◆ **What you have to do**:
Here are some records; copy every line that holds the word "WeatherProviderConfig".
### Dataset
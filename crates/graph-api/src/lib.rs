//! # graph-api
//!
//! REST API server built with Axum framework.

pub mod extractors;
pub mod handlers;
pub mod middleware;
pub mod response;
pub mod routes;
pub mod server;
pub mod state;

pub use server::{create_app, create_app_state, run, run_server};
pub use state::AppState;
//! Current-user handlers

use axum::{
    extract::{Path, State},
    Json,
};
use graph_service::dto::{PaginatedResponse, ReactedTargetResponse, SubscriptionResponse};
use graph_service::ListingService;

use crate::extractors::{AuthUser, KindPath, Pagination, TargetTypeFilter};
use crate::response::ApiResult;
use crate::state::AppState;

/// List channels the caller subscribes to
///
/// GET /users/@me/subscriptions
pub async fn get_my_subscriptions(
    State(state): State<AppState>,
    auth: AuthUser,
    pagination: Pagination,
) -> ApiResult<Json<PaginatedResponse<SubscriptionResponse>>> {
    let service = ListingService::new(state.service_context());
    let listing = service
        .list_subscriptions(auth.actor_id, pagination.page)
        .await?;
    Ok(Json(listing.into_response()))
}

/// List targets the caller liked or disliked
///
/// GET /users/@me/reactions/{kind}?type=video
pub async fn get_my_reactions(
    State(state): State<AppState>,
    auth: AuthUser,
    Path(path): Path<KindPath>,
    TargetTypeFilter(target_type): TargetTypeFilter,
    pagination: Pagination,
) -> ApiResult<Json<PaginatedResponse<ReactedTargetResponse>>> {
    let kind = path.kind()?;

    let service = ListingService::new(state.service_context());
    let listing = service
        .list_reacted_targets(auth.actor_id, kind, target_type, pagination.page)
        .await?;
    Ok(Json(listing.into_response()))
}
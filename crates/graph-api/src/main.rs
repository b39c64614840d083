//! Graph API Server entry point
//!
//! Run with:
//! ```bash
//! cargo run -p graph-api
//! ```
//!
//! Configuration is loaded from environment variables (and `.env`).

use graph_common::{try_init_tracing_with_config, AppConfig, TracingConfig};
use tracing::{error, info};

#[tokio::main]
async fn main() {
    // Load configuration
    let config = match AppConfig::from_env() {
        Ok(config) => config,
        Err(e) => {
            eprintln!("Failed to load configuration: {e}");
            std::process::exit(1);
        }
    };

    // Initialize tracing
    if let Err(e) = try_init_tracing_with_config(TracingConfig::for_environment(config.app.env)) {
        eprintln!("Warning: Failed to initialize tracing: {e}");
    }

    info!(
        env = ?config.app.env,
        port = config.api.port,
        store = ?config.database.store,
        "Configuration loaded"
    );

    // Run the server
    if let Err(e) = graph_api::run(config).await {
        error!(error = %e, "Server failed");
        std::process::exit(1);
    }
}
//! Axum extractors for request handling
//!
//! Custom extractors for authentication, pagination, and typed path segments.

mod auth;
mod pagination;
mod path;

pub use auth::{AuthUser, OptionalAuthUser};
pub use pagination::{Pagination, PaginationParams, TargetTypeFilter};
pub use path::{ChannelIdPath, KindPath, TargetKindPath, TargetPath};
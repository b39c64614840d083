//! Reaction targets - a content item addressed by (type, id)

use serde::{Deserialize, Serialize};
use std::fmt;
use std::str::FromStr;

use super::ids::ContentId;
use crate::error::DomainError;

/// Kind of content an actor can react to
#[derive(Debug, Clone, Copy, PartialEq, Eq, PartialOrd, Ord, Hash, Serialize, Deserialize)]
#[serde(rename_all = "lowercase")]
pub enum TargetType {
    Video,
    Comment,
    Tweet,
}

impl TargetType {
    /// Every target type, in storage order
    pub const ALL: [TargetType; 3] = [Self::Video, Self::Comment, Self::Tweet];

    /// Wire and storage name
    pub fn as_str(&self) -> &'static str {
        match self {
            Self::Video => "video",
            Self::Comment => "comment",
            Self::Tweet => "tweet",
        }
    }
}

impl fmt::Display for TargetType {
    fn fmt(&self, f: &mut fmt::Formatter<'_>) -> fmt::Result {
        f.write_str(self.as_str())
    }
}

impl FromStr for TargetType {
    type Err = DomainError;

    fn from_str(s: &str) -> Result<Self, Self::Err> {
        match s.to_ascii_lowercase().as_str() {
            "video" | "videos" => Ok(Self::Video),
            "comment" | "comments" => Ok(Self::Comment),
            "tweet" | "tweets" => Ok(Self::Tweet),
            _ => Err(DomainError::InvalidTargetType(s.to_string())),
        }
    }
}

/// A content item an actor reacts to
#[derive(Debug, Clone, PartialEq, Eq, PartialOrd, Ord, Hash, Serialize, Deserialize)]
pub struct Target {
    #[serde(rename = "type")]
    pub target_type: TargetType,
    pub id: ContentId,
}

impl Target {
    pub fn new(target_type: TargetType, id: ContentId) -> Self {
        Self { target_type, id }
    }

    pub fn video(id: impl Into<ContentId>) -> Self {
        Self::new(TargetType::Video, id.into())
    }

    pub fn comment(id: impl Into<ContentId>) -> Self {
        Self::new(TargetType::Comment, id.into())
    }

    pub fn tweet(id: impl Into<ContentId>) -> Self {
        Self::new(TargetType::Tweet, id.into())
    }
}

impl fmt::Display for Target {
    fn fmt(&self, f: &mut fmt::Formatter<'_>) -> fmt::Result {
        write!(f, "{}/{}", self.target_type, self.id)
    }
}
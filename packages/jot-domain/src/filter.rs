use serde::{Deserialize, Serialize};

use crate::model::Item;

#[derive(Clone, Copy, Debug, PartialEq, Eq, Serialize, Deserialize)]
#[serde(rename_all = "lowercase")]
pub enum FilterTag {
	All,
	Pending,
	Completed,
}

#[derive(Clone, Copy, Debug, Default, PartialEq, Eq, Serialize, Deserialize)]
pub struct FilterCounts {
	pub all: usize,
	pub pending: usize,
	pub completed: usize,
}

/// Order-preserving subsequence of `items` matching `tag`. `Pending` and
/// `Completed` partition any input: an item without a completion flag counts
/// as pending.
pub fn filter(items: &[Item], tag: FilterTag) -> Vec<&Item> {
	items.iter().filter(|item| matches_tag(item, tag)).collect()
}

pub fn counts(items: &[Item]) -> FilterCounts {
	let completed = items.iter().filter(|item| item.is_completed()).count();

	FilterCounts { all: items.len(), pending: items.len() - completed, completed }
}

fn matches_tag(item: &Item, tag: FilterTag) -> bool {
	match tag {
		FilterTag::All => true,
		FilterTag::Pending => !item.is_completed(),
		FilterTag::Completed => item.is_completed(),
	}
}
pub mod filter;
pub mod model;
pub mod sentiment;
pub mod time_serde;

pub use model::{Annotation, Item, Payload, Sentiment, SentimentCategory};
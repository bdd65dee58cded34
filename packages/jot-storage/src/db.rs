use sqlx::{
	SqlitePool,
	sqlite::{SqliteConnectOptions, SqlitePoolOptions},
};

use crate::{Result, schema};

pub struct Db {
	pub pool: SqlitePool,
}
impl Db {
	pub async fn connect(cfg: &jot_config::Sqlite) -> Result<Self> {
		let options = SqliteConnectOptions::new().filename(&cfg.path).create_if_missing(true);
		let pool = SqlitePoolOptions::new()
			.max_connections(cfg.pool_max_conns)
			.connect_with(options)
			.await?;

		Ok(Self { pool })
	}

	pub async fn ensure_schema(&self) -> Result<()> {
		for statement in schema::render_schema().split(';') {
			let trimmed = statement.trim();

			if trimmed.is_empty() {
				continue;
			}

			sqlx::query(trimmed).execute(&self.pool).await?;
		}

		Ok(())
	}
}
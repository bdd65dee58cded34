use jot_providers::weather::WeatherReport;

use crate::{CredentialKind, Error, JotService, Result};

impl JotService {
	/// Looks up current weather for `city` using the stored weather key.
	/// Collaborator failures pass through with their unauthorized / not-found
	/// distinction intact.
	pub async fn fetch_weather(&self, city: &str) -> Result<WeatherReport> {
		let city = city.trim();

		if city.is_empty() {
			return Err(Error::InvalidRequest {
				message: "City name must be non-empty.".to_string(),
			});
		}

		let Some(api_key) = self.credential(CredentialKind::Weather).await? else {
			return Err(Error::MissingCredential { provider: "weather" });
		};
		let report = self
			.providers
			.weather
			.current_weather(&self.cfg.providers.weather, &api_key, city)
			.await?;

		tracing::info!(location = %report.location_name, "Fetched current weather.");

		Ok(report)
	}
}
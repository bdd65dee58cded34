#![allow(dead_code)]

use std::sync::Arc;

use tokio::sync::Notify;

use jot_config::{
	Config, Providers as ProviderSettings, Sqlite, Storage, SuggestionProviderConfig,
	WeatherProviderConfig,
};
use jot_providers::weather::WeatherReport;
use jot_service::{
	BoxFuture, JotService, OpenReport, Providers, SuggestionProvider, WeatherProvider,
};
use jot_storage::db::Db;
use jot_testkit::TestDatabase;

pub fn config(path: &str) -> Config {
	Config {
		storage: Storage { sqlite: Sqlite { path: path.to_string(), pool_max_conns: 1 } },
		providers: ProviderSettings {
			suggestion: SuggestionProviderConfig {
				api_base: "http://localhost".to_string(),
				path: "/v1/chat/completions".to_string(),
				model: "m".to_string(),
				instructions: "You are a helpful writing assistant.".to_string(),
				max_tokens: 200,
				temperature: 0.7,
				timeout_ms: 1_000,
				default_headers: serde_json::Map::new(),
			},
			weather: WeatherProviderConfig {
				api_base: "http://localhost".to_string(),
				path: "/data/2.5/weather".to_string(),
				timeout_ms: 1_000,
			},
		},
	}
}

pub enum SuggestionBehavior {
	Reply(&'static str),
	Fail,
	/// Signals `started` when the call begins, then blocks until `gate` is
	/// notified before replying. Lets tests race a delete against an in-flight
	/// suggestion deterministically.
	GatedReply { started: Arc<Notify>, gate: Arc<Notify>, reply: &'static str },
}

pub struct StubSuggestion {
	pub behavior: SuggestionBehavior,
}
impl SuggestionProvider for StubSuggestion {
	fn suggest<'a>(
		&'a self,
		_cfg: &'a SuggestionProviderConfig,
		_api_key: &'a str,
		_text: &'a str,
	) -> BoxFuture<'a, jot_providers::Result<String>> {
		Box::pin(async move {
			match &self.behavior {
				SuggestionBehavior::Reply(reply) => Ok((*reply).to_string()),
				SuggestionBehavior::Fail => Err(jot_providers::Error::Status { status: 500 }),
				SuggestionBehavior::GatedReply { started, gate, reply } => {
					started.notify_one();
					gate.notified().await;

					Ok((*reply).to_string())
				},
			}
		})
	}
}

pub enum WeatherBehavior {
	Report(WeatherReport),
	Unauthorized,
	CityNotFound,
}

pub struct StubWeather {
	pub behavior: WeatherBehavior,
}
impl WeatherProvider for StubWeather {
	fn current_weather<'a>(
		&'a self,
		_cfg: &'a WeatherProviderConfig,
		_api_key: &'a str,
		city: &'a str,
	) -> BoxFuture<'a, jot_providers::Result<WeatherReport>> {
		Box::pin(async move {
			match &self.behavior {
				WeatherBehavior::Report(report) => Ok(report.clone()),
				WeatherBehavior::Unauthorized => Err(jot_providers::Error::Unauthorized),
				WeatherBehavior::CityNotFound =>
					Err(jot_providers::Error::CityNotFound { city: city.to_string() }),
			}
		})
	}
}

pub fn lisbon_report() -> WeatherReport {
	WeatherReport {
		location_name: "Lisbon".to_string(),
		country_code: "PT".to_string(),
		temperature_c: 21.4,
		description: "few clouds".to_string(),
		humidity_pct: 58,
		visibility_m: 10_000,
		wind_speed_mps: 3.6,
		icon_id: "02d".to_string(),
	}
}

pub fn providers(suggestion: SuggestionBehavior, weather: WeatherBehavior) -> Providers {
	Providers::new(
		Arc::new(StubSuggestion { behavior: suggestion }),
		Arc::new(StubWeather { behavior: weather }),
	)
}

pub async fn open_service(test_db: &TestDatabase, providers: Providers) -> (JotService, OpenReport) {
	let cfg = config(test_db.path());
	let db = Db::connect(&cfg.storage.sqlite).await.expect("Failed to open SQLite.");

	db.ensure_schema().await.expect("Failed to ensure schema.");

	JotService::with_providers(cfg, db, providers).await.expect("Failed to open the service.")
}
######
◆ **Result for this task**:
	WeatherProviderConfig,
			weather: WeatherProviderConfig {
		_cfg: &'a WeatherProviderConfig,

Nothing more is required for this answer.